In this post, I’m going to show you the nine warning signs of pulmonary embolism.
But first… let’s take a look at what is pulmonary embolism?
What is Pulmonary Embolism?
Pulmonary embolism (PE) occurs when a blood clot (often due to deep vein thrombosis) that passes through the circulatory system stops in the pulmonary vessels.
This prevents the blood from flowing normally to your lungs.
And it can be a life-threatening frightening condition that requires urgent and immediate care.
Nevertheless, immediate treatment reduces the risk of death.
The nine warning signs of pulmonary embolism (PE)
#1. Shortness of breath
The first warning sign is shortness of breath, which is due to a lack of oxygen in the body.
A pulmonary embolism occurs when a blood clot obstructs circulation in your lungs.
That restricts the amount of oxygen that can reach your lungs and be delivered to other parts of your body.
So if you have any shortness of breath, especially when it comes on suddenly, it should be checked out right away.
#2. Chest pain
The second warning sign is sudden and unexplained chest pain or discomfort.
Pulmonary embolism can cause a sudden sharp, stabbing chest pain that usually occurs in the center of your chest.
The pain is often worse when you take a deep breath, cough, or laugh. But it can also occur at rest.
So note the time and circumstances in which chest pain occurs and consult with a doctor right away if this happens to you.
#3. Coughing up blood
The next warning sign of pulmonary embolism is coughing up blood, which you could mistake for a simple case of bronchitis.
But it’s actually not something that you should ignore because it can be a sign that the condition has worsened, and there may be more serious symptoms to come.
#4. Rapid or irregular heartbeat
The fourth sign that you can’t ignore is a rapid or irregular heartbeat.
This usually occurs because the pulmonary embolism has reduced the amount of oxygen in your body.
But it can also signal that there is less blood flow to your heart. And this may lead to a life-threatening heart attack.
So if you notice this symptom, get to the doctor right away.
#5. Discolored skin
The fifth sign of the condition is discolored skin, which usually occurs right before you go into shock.
The skin typically turns blue or gray because there isn’t enough oxygen getting to all parts of your body.
And this usually signals that the pulmonary embolism has worsened, and you are suffering from a lack of oxygen in your blood.
#6. Severe or unexplained pain in the lower leg
Sudden and severe pain in the lower leg is a warning sign of deep vein thrombosis (DVT) which can ultimately lead to pulmonary embolism.
This is because such pain may indicate that there is a blood clot in your leg or pelvis that has migrated to the lung.
It’s important that you consult with your doctor if this happens to you.
#7. Low blood pressure
When you have a pulmonary embolism, it will reduce the amount of blood and oxygen throughout your body.
This can lead to very low blood pressure, which doesn’t always cause symptoms in its own right but could indicate that there is a serious underlying medical condition present like pulmonary embolism.
#8 Excessive sweating
The eighth warning sign of pulmonary embolism is excessive sweating.

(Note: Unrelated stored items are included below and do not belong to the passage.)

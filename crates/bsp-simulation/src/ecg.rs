//! Synthetic ECG waveform generation
//!
//! The heart-rate curve is integrated into a cardiac phase, the beat template
//! is evaluated along that phase, and slow baseline wander plus white
//! Gaussian noise are added on top.

use crate::beat_template::template_series;
use bsp_core::{BspError, BspResult, CardiacPhase, EcgWaveform, HeartRateSeries, TimeSeries};
use rand::rngs::StdRng;
use rand::SeedableRng;
use rand_distr::{Distribution, StandardNormal};
use serde::{Deserialize, Serialize};
use std::f64::consts::PI;
use tracing::debug;

/// Frequency of the sinusoidal baseline drift (Hz)
pub const BASELINE_WANDER_FREQ: f64 = 0.2;

/// Random source for measurement noise.
///
/// Owned by a single generation call; two sources built from the same seed
/// yield bit-identical sequences.
#[derive(Debug, Clone)]
pub struct NoiseSource {
    rng: StdRng,
    seed: Option<u64>,
}

impl NoiseSource {
    /// Deterministic source
    pub fn seeded(seed: u64) -> Self {
        Self {
            rng: StdRng::seed_from_u64(seed),
            seed: Some(seed),
        }
    }

    /// Source seeded from operating-system entropy
    pub fn from_entropy() -> Self {
        Self {
            rng: StdRng::from_entropy(),
            seed: None,
        }
    }

    /// Seeded when a seed is given, entropy-backed otherwise
    pub fn from_seed(seed: Option<u64>) -> Self {
        match seed {
            Some(seed) => Self::seeded(seed),
            None => Self::from_entropy(),
        }
    }

    /// Seed this source was built from, if deterministic
    pub fn seed(&self) -> Option<u64> {
        self.seed
    }

    /// Draw one sample from N(0, 1)
    pub fn standard_normal(&mut self) -> f64 {
        StandardNormal.sample(&mut self.rng)
    }
}

/// Artifact amplitudes applied on top of the beat template
#[derive(Debug, Clone, Copy, PartialEq, Serialize, Deserialize)]
#[serde(default)]
pub struct EcgConfig {
    /// Standard deviation of the additive white noise (a.u.)
    pub noise_level: f64,
    /// Amplitude of the 0.2 Hz baseline drift (a.u.)
    pub baseline_wander: f64,
}

impl Default for EcgConfig {
    fn default() -> Self {
        Self {
            noise_level: 0.05,
            baseline_wander: 0.1,
        }
    }
}

impl EcgConfig {
    pub fn validate(&self) -> BspResult<()> {
        for (name, value) in [
            ("noise_level", self.noise_level),
            ("baseline_wander", self.baseline_wander),
        ] {
            if !value.is_finite() || value < 0.0 {
                return Err(BspError::invalid(
                    name,
                    format!("must be a non-negative amplitude, got {}", value),
                ));
            }
        }
        Ok(())
    }
}

/// Check that a time axis and heart-rate curve can be combined sample by sample.
///
/// Returns the mean sample spacing.
fn aligned_spacing(time: &TimeSeries, heart_rate: &HeartRateSeries) -> BspResult<f64> {
    if heart_rate.len() != time.len() {
        return Err(BspError::ShapeMismatch {
            expected: time.len(),
            actual: heart_rate.len(),
        });
    }
    if time.is_empty() {
        return Err(BspError::EmptyInput { what: "time" });
    }

    time.mean_spacing().ok_or_else(|| {
        BspError::invalid("time", "at least two samples are needed to derive the spacing")
    })
}

/// Integrate heart rate into cumulative cardiac phase (left Riemann sum).
///
/// `phase[0]` already includes the first increment, `2π * hr[0] / 60 * dt`.
pub fn cardiac_phase(time: &TimeSeries, heart_rate: &HeartRateSeries) -> BspResult<CardiacPhase> {
    let dt = aligned_spacing(time, heart_rate)?;

    let mut accumulated = 0.0;
    let phase = heart_rate
        .iter()
        .map(|&hr| {
            let freq = hr / 60.0;
            accumulated += 2.0 * PI * freq * dt;
            accumulated
        })
        .collect();

    Ok(CardiacPhase::new(phase))
}

/// Create a synthetic ECG-like waveform aligned with the heart rate
pub fn generate_ecg_signal(
    time: &TimeSeries,
    heart_rate: &HeartRateSeries,
    config: &EcgConfig,
    noise: &mut NoiseSource,
) -> BspResult<EcgWaveform> {
    config.validate()?;
    let phase = cardiac_phase(time, heart_rate)?;
    let template = template_series(&phase);

    debug!(
        samples = time.len(),
        noise_level = config.noise_level,
        baseline_wander = config.baseline_wander,
        seed = ?noise.seed(),
        "synthesizing ECG waveform"
    );

    let ecg = template
        .iter()
        .zip(time.iter())
        .map(|(&beat, &t)| {
            let baseline = config.baseline_wander * (2.0 * PI * BASELINE_WANDER_FREQ * t).sin();
            // Always draw, so the realization depends only on seed and length.
            let white = config.noise_level * noise.standard_normal();
            beat + baseline + white
        })
        .collect();

    Ok(EcgWaveform::new(ecg))
}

This can occur because your body is going into shock and may be losing its ability to control its own temperature.
The loss of body heat can cause you to feel overly warm and start to sweat.
So if you notice this, you should seek medical attention immediately.
This is particularly important if your fever exceeds 100°F (37.7°C).
#9. Lightheadedness or dizziness
The final warning sign of pulmonary embolism is lightheadedness or dizziness.
This can be due to a lack of oxygen in your body that is affecting your brain’s ability to function properly.
If you experience this for no apparent reason, get to the doctor right away.
It’s important to remember that pulmonary embolism is a serious condition and not something to play around with.
But there are plenty of warning signs so if you notice any of them, get yourself checked out immediately.
Who is most at risk for pulmonary embolism?
The following factors increase your risk of developing pulmonary embolism (PE):
- History of deep vein thrombosis
- Have cancer or a history of cancer
- People who are sitting on bed rest for a prolonged period of time
- Smoking cigarettes
- Being above the age of 60
- Certain genetic conditions
- Taking birth control medication (It increases levels of clotting factors in the blood)
- History of congestive heart failure, chronic heart disease, or recent myocardial infarction
The best way to protect yourself from a life-threatening pulmonary embolism includes the following:
- Eat a healthy diet
- Avoid the intake of excess alcohol and caffeine.
- Regular exercise
- Stretching every 30 minutes, if you are sitting for long periods of time
- Your doctor might prescribe anticoagulants to prevent your blood from forming clots.